# The Packaging of Adam Morrison



## endora60 (Jan 5, 2006)

Well, it didn't take long. You knew it wouldn't. No matter what he does on the court, the Bobcats are looking forward to making a mint off Adam Morrison's distinct look/image. Every teenaged girl in Charlotte's going to love this kid--the Bobcats will make sure of it.



> July 10
> 
> "Adam Morrison has a gold mine right under his nose, and he doesn't even know it. The most distinctive-looking athlete in town has a priceless Look, and the droopy Genghis Kahn mustache and the mop of hair are the keys."
> 
> --_Charlotte Observer_


It's a look for building a legend


----------



## shookem (Nov 1, 2005)

And he always has a career in porn if this whole NBA thing doesn't work out...lol.


----------



## endora60 (Jan 5, 2006)

shookem said:


> And he always has a career in porn if this whole NBA thing doesn't work out...lol.


Hey, whatever pays, right? :wink:


----------



## nutmeged3 (Apr 11, 2005)

Damn, from the thread title i thought that we were already trying to trade him


----------



## endora60 (Jan 5, 2006)

nutmeged3 said:


> Damn, from the thread title i thought that we were already trying to trade him


 :nah: Bite your fingers!!


----------



## nutmeged3 (Apr 11, 2005)

lol, I didnt mean it as an insult just that it confused me


----------



## endora60 (Jan 5, 2006)

Yeah, I know, I'm just kidding.

I can see TPTB doing everything they can to showcase this kid. They'll use him every way possible to put butts in the seats--and I'll bet a lot of those butts are those of teenaged girls, not generally the NBA's biggest demographic :laugh:


----------



## Waukee (Jul 14, 2006)

I don't know how many young girls in Charlotte are going to love Adam Morrison...He's really ugly and goofy looking honestly. :biggrin:


----------



## endora60 (Jan 5, 2006)

Waukee said:


> I don't know how many young girls in Charlotte are going to love Adam Morrison...He's really ugly and goofy looking honestly. :biggrin:


Yeah, you think so? OK, let's see how they push him to the locals this season. Bet the girls of Charlotte are going to disagree with you.


----------



## Waukee (Jul 14, 2006)

endora60 said:


> Yeah, you think so? OK, let's see how they push him to the locals this season. Bet the girls of Charlotte are going to disagree with you.

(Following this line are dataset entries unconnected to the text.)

//! Truncation selection of the breeding pool.

use std::cmp::Ordering;

use log::info;

use super::archive::{ProjectArchive, ScoreEntry};
use super::error::{EvolutionError, Result};
use super::fitness::HallOfFame;

/// Top-ranked species of one generation, best first.
#[derive(Debug, Clone, PartialEq)]
pub struct WinnerSet {
    /// Generation the winners belong to.
    pub generation: usize,
    pub entries: Vec<ScoreEntry>,
}

impl WinnerSet {
    /// Load `winners.csv` of a generation.
    pub fn load(archive: &ProjectArchive, generation: usize) -> Result<Self> {
        let entries = archive.read_scores(&archive.winners_path(generation))?;
        Ok(Self {
            generation,
            entries,
        })
    }

    pub fn len(&self) -> usize {
        self.entries.len()
    }

    pub fn is_empty(&self) -> bool {
        self.entries.is_empty()
    }

    /// Winner species indices, best first.
    pub fn species_indices(&self) -> Vec<usize> {
        self.entries.iter().map(|e| e.species_idx).collect()
    }
}

/// Descending by score, ascending by species index on ties.
fn rank(a: &ScoreEntry, b: &ScoreEntry) -> Ordering {
    b.score
        .total_cmp(&a.score)
        .then_with(|| a.species_idx.cmp(&b.species_idx))
}

/// Persists the top fraction of a generation.
pub struct WinnerSelector<'a> {
    archive: &'a ProjectArchive,
    population_size: usize,
}

impl<'a> WinnerSelector<'a> {
    pub fn new(archive: &'a ProjectArchive, population_size: usize) -> Self {
        Self {
            archive,
            population_size,
        }
    }

    /// Rank the stored hall of fame and write `winners.csv`.
    ///
    /// Keeps `floor(population_size * fraction)` entries, or every entry if
    /// fewer species were evaluated.
    pub fn select(&self, generation: usize, fraction: f64) -> Result<WinnerSet> {
        let hall = HallOfFame::load(self.archive, generation)?;
        self.select_from(&hall, fraction)
    }

    /// Like [`Self::select`] but ranks an in-memory hall of fame.
    pub fn select_from(&self, hall: &HallOfFame, fraction: f64) -> Result<WinnerSet> {
        let generation = hall.generation;
        let count = (self.population_size as f64 * fraction).floor() as usize;
        if count == 0 || hall.is_empty() {
            return Err(EvolutionError::EmptyWinnerSet { generation });
        }

        let mut ranked = hall.entries.clone();
        ranked.sort_by(rank);
        ranked.truncate(count);

        self.archive
            .write_scores(&self.archive.winners_path(generation), &ranked)?;

        info!(
            "Generation {}: selected {} winner(s) {:?}",
            generation,
            ranked.len(),
            ranked.iter().map(|e| e.species_idx).collect::<Vec<_>>()
        );

        Ok(WinnerSet {
            generation,
            entries: ranked,
        })
    }
}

Haha. This picture proves you wrong. :biggrin:


----------



## endora60 (Jan 5, 2006)

We'll see. :angel:


----------



## Banjoriddim (Aug 14, 2004)

Yeah he has distinct look the real question is why? I mean I for instance would shave myself is I had such lousy mustache... then again my 16 years old brother has these also these "droopy Genghis Kahn mustache" (though they are more thick) and girls seems to like them... so I guess when Adam was 15-17 he actually got some attentoin with that look but I wouldn't be sure weather such trick works when he is +20 :biggrin:


----------



## Coatesvillain (Jul 17, 2002)

Waukee said:


> I don't know how many young girls in Charlotte are going to love Adam Morrison...He's really ugly and goofy looking honestly. :biggrin:


Girls love Kyle Korver, they'll probably like Morrison as well.


----------



## endora60 (Jan 5, 2006)

Coatesvillain said:


> Girls love Kyle Korver, they'll probably like Morrison as well.


Well, Korver looks like Ashton Kutcher (sp?), so there's the reasoning right there.


----------



## sdfgtrew (Apr 4, 2006)

Adam Morrison IS MY FAV PLAYER EXCEPT TMAC


----------